- **TASK BRIEF**: Return each line of the data below unchanged, please.

- **RECORDS TO PROCESS**:

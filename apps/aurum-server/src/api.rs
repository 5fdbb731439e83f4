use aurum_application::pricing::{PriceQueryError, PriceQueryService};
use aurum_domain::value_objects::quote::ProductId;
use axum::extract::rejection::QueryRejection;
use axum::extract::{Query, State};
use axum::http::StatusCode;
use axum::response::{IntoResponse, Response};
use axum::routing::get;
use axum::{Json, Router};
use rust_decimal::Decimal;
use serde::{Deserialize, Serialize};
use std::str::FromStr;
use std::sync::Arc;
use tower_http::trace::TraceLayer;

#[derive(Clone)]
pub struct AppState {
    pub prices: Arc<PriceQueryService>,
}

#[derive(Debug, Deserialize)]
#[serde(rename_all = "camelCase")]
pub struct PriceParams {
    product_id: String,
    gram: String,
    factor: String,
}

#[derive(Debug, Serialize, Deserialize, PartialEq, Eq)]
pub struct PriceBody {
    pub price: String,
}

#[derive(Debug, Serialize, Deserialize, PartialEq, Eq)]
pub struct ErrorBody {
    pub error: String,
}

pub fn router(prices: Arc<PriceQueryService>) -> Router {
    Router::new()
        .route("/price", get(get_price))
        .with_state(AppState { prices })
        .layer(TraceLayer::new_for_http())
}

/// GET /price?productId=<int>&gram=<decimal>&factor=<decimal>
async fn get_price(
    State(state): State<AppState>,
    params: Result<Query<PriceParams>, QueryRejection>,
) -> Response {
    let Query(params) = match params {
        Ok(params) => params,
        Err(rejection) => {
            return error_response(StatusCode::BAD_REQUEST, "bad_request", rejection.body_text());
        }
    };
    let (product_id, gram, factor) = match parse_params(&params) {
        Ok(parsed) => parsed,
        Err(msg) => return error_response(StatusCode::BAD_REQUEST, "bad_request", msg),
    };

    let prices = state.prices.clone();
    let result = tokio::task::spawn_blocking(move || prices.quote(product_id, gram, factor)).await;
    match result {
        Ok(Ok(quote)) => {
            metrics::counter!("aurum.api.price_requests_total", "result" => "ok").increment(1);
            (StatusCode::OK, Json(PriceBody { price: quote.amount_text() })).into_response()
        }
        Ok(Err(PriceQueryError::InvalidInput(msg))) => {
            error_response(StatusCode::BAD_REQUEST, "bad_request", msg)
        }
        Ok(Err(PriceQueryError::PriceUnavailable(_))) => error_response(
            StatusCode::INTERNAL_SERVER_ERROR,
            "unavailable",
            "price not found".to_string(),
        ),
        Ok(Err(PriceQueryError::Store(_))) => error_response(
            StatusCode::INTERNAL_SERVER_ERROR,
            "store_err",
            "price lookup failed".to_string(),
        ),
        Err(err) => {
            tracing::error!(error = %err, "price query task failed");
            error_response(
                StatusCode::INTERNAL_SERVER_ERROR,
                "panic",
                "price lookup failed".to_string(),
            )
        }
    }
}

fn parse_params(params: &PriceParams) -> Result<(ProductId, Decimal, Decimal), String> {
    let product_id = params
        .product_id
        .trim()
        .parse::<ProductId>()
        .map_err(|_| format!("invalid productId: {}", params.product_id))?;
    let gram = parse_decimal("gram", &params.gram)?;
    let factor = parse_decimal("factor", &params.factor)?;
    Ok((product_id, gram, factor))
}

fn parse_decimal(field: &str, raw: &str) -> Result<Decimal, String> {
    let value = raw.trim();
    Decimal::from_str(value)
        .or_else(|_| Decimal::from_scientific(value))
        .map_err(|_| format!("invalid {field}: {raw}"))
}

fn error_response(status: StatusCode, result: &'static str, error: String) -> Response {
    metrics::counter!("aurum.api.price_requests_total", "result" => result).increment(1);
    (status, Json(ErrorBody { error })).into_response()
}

- **TASK OUTPUT**:
filename apps/aurum-server/src/api.rs
repository 5fdbb731439e83f4
use aurum_application::pricing::{PriceQueryError, PriceQueryService};
use aurum_domain::value_objects::quote::ProductId;
use axum::extract::rejection::QueryRejection;
use axum::extract::{Query, State};
use axum::http::StatusCode;
use axum::response::{IntoResponse, Response};
use axum::routing::get;
use axum::{Json, Router};
use rust_decimal::Decimal;
use serde::{Deserialize, Serialize};
use std::str::FromStr;
use std::sync::Arc;
use tower_http::trace::TraceLayer;

#[derive(Clone)]
pub struct AppState {
    pub prices: Arc<PriceQueryService>,
}

#[derive(Debug, Deserialize)]
#[serde(rename_all = "camelCase")]
pub struct PriceParams {
    product_id: String,
    gram: String,
    factor: String,
}

#[derive(Debug, Serialize, Deserialize, PartialEq, Eq)]
pub struct PriceBody {
    pub price: String,
}

#[derive(Debug, Serialize, Deserialize, PartialEq, Eq)]
pub struct ErrorBody {
    pub error: String,
}

pub fn router(prices: Arc<PriceQueryService>) -> Router {
    Router::new()
        .route("/price", get(get_price))
        .with_state(AppState { prices })
        .layer(TraceLayer::new_for_http())
}

/// GET /price?productId=<int>&gram=<decimal>&factor=<decimal>
async fn get_price(
    State(state): State<AppState>,
    params: Result<Query<PriceParams>, QueryRejection>,
) -> Response {
    let Query(params) = match params {
        Ok(params) => params,
        Err(rejection) => {
            return error_response(StatusCode::BAD_REQUEST, "bad_request", rejection.body_text());
        }
    };
    let (product_id, gram, factor) = match parse_params(&params) {
        Ok(parsed) => parsed,
        Err(msg) => return error_response(StatusCode::BAD_REQUEST, "bad_request", msg),
    };

    let prices = state.prices.clone();
    let result = tokio::task::spawn_blocking(move || prices.quote(product_id, gram, factor)).await;
    match result {
        Ok(Ok(quote)) => {
            metrics::counter!("aurum.api.price_requests_total", "result" => "ok").increment(1);
            (StatusCode::OK, Json(PriceBody { price: quote.amount_text() })).into_response()
        }
        Ok(Err(PriceQueryError::InvalidInput(msg))) => {
            error_response(StatusCode::BAD_REQUEST, "bad_request", msg)
        }
        Ok(Err(PriceQueryError::PriceUnavailable(_))) => error_response(
            StatusCode::INTERNAL_SERVER_ERROR,
            "unavailable",
            "price not found".to_string(),
        ),
        Ok(Err(PriceQueryError::Store(_))) => error_response(
            StatusCode::INTERNAL_SERVER_ERROR,
            "store_err",
            "price lookup failed".to_string(),
        ),
        Err(err) => {
            tracing::error!(error = %err, "price query task failed");
            error_response(
                StatusCode::INTERNAL_SERVER_ERROR,
                "panic",
                "price lookup failed".to_string(),
            )
        }
    }
}

fn parse_params(params: &PriceParams) -> Result<(ProductId, Decimal, Decimal), String> {
    let product_id = params
        .product_id
        .trim()
        .parse::<ProductId>()
        .map_err(|_| format!("invalid productId: {}", params.product_id))?;
    let gram = parse_decimal("gram", &params.gram)?;
    let factor = parse_decimal("factor", &params.factor)?;
    Ok((product_id, gram, factor))
}

fn parse_decimal(field: &str, raw: &str) -> Result<Decimal, String> {
    let value = raw.trim();
    Decimal::from_str(value)
        .or_else(|_| Decimal::from_scientific(value))
        .map_err(|_| format!("invalid {field}: {raw}"))
}

fn error_response(status: StatusCode, result: &'static str, error: String) -> Response {
    metrics::counter!("aurum.api.price_requests_total", "result" => result).increment(1);
    (status, Json(ErrorBody { error })).into_response()
}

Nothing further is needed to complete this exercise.